_TO DO:_ Before you finish, make sure every line below has been written out exactly.

_LISTED RECORDS:_
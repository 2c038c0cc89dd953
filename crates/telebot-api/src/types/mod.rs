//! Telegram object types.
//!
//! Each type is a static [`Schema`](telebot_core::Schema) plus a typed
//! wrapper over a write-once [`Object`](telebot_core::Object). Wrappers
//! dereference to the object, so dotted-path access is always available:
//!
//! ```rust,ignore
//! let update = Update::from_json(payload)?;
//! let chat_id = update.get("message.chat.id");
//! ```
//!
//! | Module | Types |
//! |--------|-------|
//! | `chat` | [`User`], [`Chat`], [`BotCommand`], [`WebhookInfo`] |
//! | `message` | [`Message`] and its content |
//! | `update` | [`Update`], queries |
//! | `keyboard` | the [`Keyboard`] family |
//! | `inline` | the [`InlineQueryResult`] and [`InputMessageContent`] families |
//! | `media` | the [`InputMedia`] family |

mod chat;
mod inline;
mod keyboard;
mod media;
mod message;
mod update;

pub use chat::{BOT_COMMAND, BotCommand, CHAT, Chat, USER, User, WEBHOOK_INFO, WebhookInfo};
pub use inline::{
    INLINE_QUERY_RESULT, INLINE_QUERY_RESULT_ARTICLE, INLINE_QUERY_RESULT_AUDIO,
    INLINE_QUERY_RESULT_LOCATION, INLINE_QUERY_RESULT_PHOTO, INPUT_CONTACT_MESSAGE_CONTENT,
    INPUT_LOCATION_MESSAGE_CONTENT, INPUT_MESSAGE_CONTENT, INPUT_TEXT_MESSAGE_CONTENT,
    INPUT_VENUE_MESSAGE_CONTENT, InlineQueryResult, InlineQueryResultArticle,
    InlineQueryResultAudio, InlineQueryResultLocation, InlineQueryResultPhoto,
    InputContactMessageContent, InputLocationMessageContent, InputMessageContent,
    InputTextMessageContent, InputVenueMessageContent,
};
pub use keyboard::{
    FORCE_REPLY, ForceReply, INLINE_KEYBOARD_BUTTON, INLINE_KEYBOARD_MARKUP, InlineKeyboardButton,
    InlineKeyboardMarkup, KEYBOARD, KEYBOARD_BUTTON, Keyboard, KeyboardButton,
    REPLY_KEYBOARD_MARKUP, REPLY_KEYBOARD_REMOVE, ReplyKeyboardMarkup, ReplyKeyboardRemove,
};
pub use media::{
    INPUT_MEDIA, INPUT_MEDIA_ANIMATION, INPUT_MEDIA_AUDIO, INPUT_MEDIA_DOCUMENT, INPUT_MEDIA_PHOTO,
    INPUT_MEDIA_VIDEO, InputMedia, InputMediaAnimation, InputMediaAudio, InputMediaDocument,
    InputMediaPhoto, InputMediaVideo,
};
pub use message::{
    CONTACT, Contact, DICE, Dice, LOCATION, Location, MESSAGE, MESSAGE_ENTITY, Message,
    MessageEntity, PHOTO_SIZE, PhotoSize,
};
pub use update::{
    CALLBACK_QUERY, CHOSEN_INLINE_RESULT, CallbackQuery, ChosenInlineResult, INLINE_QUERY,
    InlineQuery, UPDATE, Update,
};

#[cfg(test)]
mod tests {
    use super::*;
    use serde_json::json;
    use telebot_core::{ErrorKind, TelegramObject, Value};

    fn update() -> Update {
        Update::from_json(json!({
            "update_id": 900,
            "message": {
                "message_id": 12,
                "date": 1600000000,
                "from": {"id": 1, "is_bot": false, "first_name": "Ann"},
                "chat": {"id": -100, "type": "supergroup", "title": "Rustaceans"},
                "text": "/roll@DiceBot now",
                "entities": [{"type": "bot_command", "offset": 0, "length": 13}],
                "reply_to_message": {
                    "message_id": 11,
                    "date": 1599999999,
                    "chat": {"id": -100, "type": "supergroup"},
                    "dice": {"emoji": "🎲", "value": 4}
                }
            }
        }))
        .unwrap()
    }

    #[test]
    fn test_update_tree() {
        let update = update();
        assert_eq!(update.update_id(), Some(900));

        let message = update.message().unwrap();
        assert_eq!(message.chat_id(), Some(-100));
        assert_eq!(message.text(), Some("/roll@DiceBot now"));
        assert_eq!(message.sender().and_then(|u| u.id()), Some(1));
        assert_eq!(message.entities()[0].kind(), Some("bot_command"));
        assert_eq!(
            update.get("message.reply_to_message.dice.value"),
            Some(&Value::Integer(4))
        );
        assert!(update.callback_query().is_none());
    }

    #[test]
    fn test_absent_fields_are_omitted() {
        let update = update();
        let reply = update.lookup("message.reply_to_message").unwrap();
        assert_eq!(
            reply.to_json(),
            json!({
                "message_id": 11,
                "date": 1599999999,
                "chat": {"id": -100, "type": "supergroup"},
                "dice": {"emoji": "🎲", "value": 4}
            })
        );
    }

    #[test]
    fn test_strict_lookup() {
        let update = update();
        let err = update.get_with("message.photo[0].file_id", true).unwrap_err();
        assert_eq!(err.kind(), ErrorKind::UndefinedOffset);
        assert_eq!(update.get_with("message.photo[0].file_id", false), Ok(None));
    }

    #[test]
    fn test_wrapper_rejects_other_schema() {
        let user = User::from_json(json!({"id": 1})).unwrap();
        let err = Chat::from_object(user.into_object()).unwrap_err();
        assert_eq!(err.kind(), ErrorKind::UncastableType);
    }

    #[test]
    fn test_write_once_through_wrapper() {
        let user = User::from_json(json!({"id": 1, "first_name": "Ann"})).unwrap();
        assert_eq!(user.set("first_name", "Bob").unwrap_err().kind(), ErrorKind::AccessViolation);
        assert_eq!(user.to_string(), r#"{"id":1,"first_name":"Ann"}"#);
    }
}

_RESULT:_
repository 2c038c0cc89dd953
filename crates/telebot-api/src/types/mod.rs
//! Telegram object types.
//!
//! Each type is a static [`Schema`](telebot_core::Schema) plus a typed
//! wrapper over a write-once [`Object`](telebot_core::Object). Wrappers
//! dereference to the object, so dotted-path access is always available:
//!
//! ```rust,ignore
//! let update = Update::from_json(payload)?;
//! let chat_id = update.get("message.chat.id");
//! ```
//!
//! | Module | Types |
//! |--------|-------|
//! | `chat` | [`User`], [`Chat`], [`BotCommand`], [`WebhookInfo`] |
//! | `message` | [`Message`] and its content |
//! | `update` | [`Update`], queries |
//! | `keyboard` | the [`Keyboard`] family |
//! | `inline` | the [`InlineQueryResult`] and [`InputMessageContent`] families |
//! | `media` | the [`InputMedia`] family |

mod chat;
mod inline;
mod keyboard;
mod media;
mod message;
mod update;

pub use chat::{BOT_COMMAND, BotCommand, CHAT, Chat, USER, User, WEBHOOK_INFO, WebhookInfo};
pub use inline::{
    INLINE_QUERY_RESULT, INLINE_QUERY_RESULT_ARTICLE, INLINE_QUERY_RESULT_AUDIO,
    INLINE_QUERY_RESULT_LOCATION, INLINE_QUERY_RESULT_PHOTO, INPUT_CONTACT_MESSAGE_CONTENT,
    INPUT_LOCATION_MESSAGE_CONTENT, INPUT_MESSAGE_CONTENT, INPUT_TEXT_MESSAGE_CONTENT,
    INPUT_VENUE_MESSAGE_CONTENT, InlineQueryResult, InlineQueryResultArticle,
    InlineQueryResultAudio, InlineQueryResultLocation, InlineQueryResultPhoto,
    InputContactMessageContent, InputLocationMessageContent, InputMessageContent,
    InputTextMessageContent, InputVenueMessageContent,
};
pub use keyboard::{
    FORCE_REPLY, ForceReply, INLINE_KEYBOARD_BUTTON, INLINE_KEYBOARD_MARKUP, InlineKeyboardButton,
    InlineKeyboardMarkup, KEYBOARD, KEYBOARD_BUTTON, Keyboard, KeyboardButton,
    REPLY_KEYBOARD_MARKUP, REPLY_KEYBOARD_REMOVE, ReplyKeyboardMarkup, ReplyKeyboardRemove,
};
pub use media::{
    INPUT_MEDIA, INPUT_MEDIA_ANIMATION, INPUT_MEDIA_AUDIO, INPUT_MEDIA_DOCUMENT, INPUT_MEDIA_PHOTO,
    INPUT_MEDIA_VIDEO, InputMedia, InputMediaAnimation, InputMediaAudio, InputMediaDocument,
    InputMediaPhoto, InputMediaVideo,
};
pub use message::{
    CONTACT, Contact, DICE, Dice, LOCATION, Location, MESSAGE, MESSAGE_ENTITY, Message,
    MessageEntity, PHOTO_SIZE, PhotoSize,
};
pub use update::{
    CALLBACK_QUERY, CHOSEN_INLINE_RESULT, CallbackQuery, ChosenInlineResult, INLINE_QUERY,
    InlineQuery, UPDATE, Update,
};

#[cfg(test)]
mod tests {
    use super::*;
    use serde_json::json;
    use telebot_core::{ErrorKind, TelegramObject, Value};

    fn update() -> Update {
        Update::from_json(json!({
            "update_id": 900,
            "message": {
                "message_id": 12,
                "date": 1600000000,
                "from": {"id": 1, "is_bot": false, "first_name": "Ann"},
                "chat": {"id": -100, "type": "supergroup", "title": "Rustaceans"},
                "text": "/roll@DiceBot now",
                "entities": [{"type": "bot_command", "offset": 0, "length": 13}],
                "reply_to_message": {
                    "message_id": 11,
                    "date": 1599999999,
                    "chat": {"id": -100, "type": "supergroup"},
                    "dice": {"emoji": "🎲", "value": 4}
                }
            }
        }))
        .unwrap()
    }

    #[test]
    fn test_update_tree() {
        let update = update();
        assert_eq!(update.update_id(), Some(900));

        let message = update.message().unwrap();
        assert_eq!(message.chat_id(), Some(-100));
        assert_eq!(message.text(), Some("/roll@DiceBot now"));
        assert_eq!(message.sender().and_then(|u| u.id()), Some(1));
        assert_eq!(message.entities()[0].kind(), Some("bot_command"));
        assert_eq!(
            update.get("message.reply_to_message.dice.value"),
            Some(&Value::Integer(4))
        );
        assert!(update.callback_query().is_none());
    }

    #[test]
    fn test_absent_fields_are_omitted() {
        let update = update();
        let reply = update.lookup("message.reply_to_message").unwrap();
        assert_eq!(
            reply.to_json(),
            json!({
                "message_id": 11,
                "date": 1599999999,
                "chat": {"id": -100, "type": "supergroup"},
                "dice": {"emoji": "🎲", "value": 4}
            })
        );
    }

    #[test]
    fn test_strict_lookup() {
        let update = update();
        let err = update.get_with("message.photo[0].file_id", true).unwrap_err();
        assert_eq!(err.kind(), ErrorKind::UndefinedOffset);
        assert_eq!(update.get_with("message.photo[0].file_id", false), Ok(None));
    }

    #[test]
    fn test_wrapper_rejects_other_schema() {
        let user = User::from_json(json!({"id": 1})).unwrap();
        let err = Chat::from_object(user.into_object()).unwrap_err();
        assert_eq!(err.kind(), ErrorKind::UncastableType);
    }

    #[test]
    fn test_write_once_through_wrapper() {
        let user = User::from_json(json!({"id": 1, "first_name": "Ann"})).unwrap();
        assert_eq!(user.set("first_name", "Bob").unwrap_err().kind(), ErrorKind::AccessViolation);
        assert_eq!(user.to_string(), r#"{"id":1,"first_name":"Ann"}"#);
    }
}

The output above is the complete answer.